Avera McKennan Hospital and University Health Center in Sioux Falls has agreed to pay $70,157 in back wages to 487 current and former employees at 12 of its health care facilities after an investigation by the U.S. Department of Labor's Wage and Hour Division found employees were not compensated correctly for work breaks, in violation of the overtime provisions of the Fair Labor Standards Act.
Investigators found that Avera McKennan deducted time from employees' hours for meal and rest breaks that were less than 30 minutes in duration. Because the breaks were not counted toward employees' total weekly hours, the employees were not correctly compensated for overtime hours, that is, hours worked beyond 40 in a week. Investigators determined that these violations were systemic throughout the company because all locations operated under the same payroll and timekeeping systems, and applied the same administrative regulations to record time for hourly employees.

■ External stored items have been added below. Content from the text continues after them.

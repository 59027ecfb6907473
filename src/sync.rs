// Copyright 2025 The Rustux Authors
//
// Use of this source code is governed by a MIT-style
// license that can be found in the LICENSE file or at
// https://opensource.org/licenses/MIT

//! Fault-Aware Spinlock
//!
//! A spin mutex that remembers which thread holds it. The fault handler
//! runs on the faulting thread; if that thread already holds the lock the
//! handler must not spin on it (it would never be released), so it asks
//! with [`FaultLock::lock_from_fault`] and gets `None` instead.
//!
//! Spinning rather than parking keeps the handler path free of futex
//! bookkeeping; critical sections are short table edits and page copies.

use core::ops::{Deref, DerefMut};
use core::sync::atomic::{AtomicUsize, Ordering};

use spin::mutex::{SpinMutex, SpinMutexGuard};

/// No thread holds the lock
const NO_OWNER: usize = 0;

/// Identifier of the calling thread
fn current_thread() -> usize {
    // SAFETY: pthread_self has no preconditions and is async-signal-safe
    // in practice on every supported libc.
    unsafe { libc::pthread_self() as usize }
}

/// Spin mutex with owner tracking
pub struct FaultLock<T> {
    inner: SpinMutex<T>,
    owner: AtomicUsize,
}

impl<T> FaultLock<T> {
    /// Create a new lock
    pub const fn new(data: T) -> Self {
        Self {
            inner: SpinMutex::new(data),
            owner: AtomicUsize::new(NO_OWNER),
        }
    }

    /// Acquire the lock, spinning until it becomes available
    pub fn lock(&self) -> FaultLockGuard<'_, T> {
        let guard = self.inner.lock();
        self.owner.store(current_thread(), Ordering::Release);
        FaultLockGuard { guard, owner: &self.owner }
    }

    /// Acquire the lock from fault context
    ///
    /// Returns `None` when the faulting thread is the one holding the lock.
    pub fn lock_from_fault(&self) -> Option<FaultLockGuard<'_, T>> {
        let me = current_thread();
        loop {
            if let Some(guard) = self.inner.try_lock() {
                self.owner.store(me, Ordering::Release);
                return Some(FaultLockGuard { guard, owner: &self.owner });
            }
            if self.owner.load(Ordering::Acquire) == me {
                return None;
            }
            core::hint::spin_loop();
        }
    }

}

/// RAII guard for a [`FaultLock`]
pub struct FaultLockGuard<'a, T> {
    guard: SpinMutexGuard<'a, T>,
    owner: &'a AtomicUsize,
}

impl<T> Drop for FaultLockGuard<'_, T> {
    fn drop(&mut self) {
        // Cleared before the inner guard releases the mutex.
        self.owner.store(NO_OWNER, Ordering::Release);
    }
}

impl<T> Deref for FaultLockGuard<'_, T> {
    type Target = T;
    fn deref(&self) -> &T {
        &self.guard
    }
}

impl<T> DerefMut for FaultLockGuard<'_, T> {
    fn deref_mut(&mut self) -> &mut T {
        &mut self.guard
    }
}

Avera McKennan has agreed to comply with the FLSA in the future, provide training for its employees and managers, and program its timekeeping software not to deduct time from employees' hours worked for breaks of fewer than 30 minutes. Avera McKennan is part of Avera Health. Operating in South Dakota, Nebraska, Minnesota, North Dakota and Iowa, Sioux Falls-headquartered Avera Health is one of the region's largest health systems and employs about 5,500 workers.
The department has a smartphone application to help employees independently track the hours they work and determine the wages they are owed. Available in English and Spanish, users conveniently can track regular work hours, break time and any overtime hours for one or more employers. This new technology is significant because, instead of relying on their employers' records, workers now can keep their own records. This and other Labor Department apps are available athttp://www.dol.gov/dol/apps.
The FLSA requires that covered employees be paid at least the federal minimum wage of $7.25 for all hours worked, plus time and one-half their regular rates, including commissions, bonuses and incentive pay, for hours worked beyond 40 per week. In general, "hours worked" includes all time an employee must be on duty, or on the employer's premises or at any other prescribed place of work, from the beginning of the first principal work activity to the end of the last principal activity of the workday. Additionally, the law requires that accurate records of employees' wages, hours and other conditions of employment be maintained.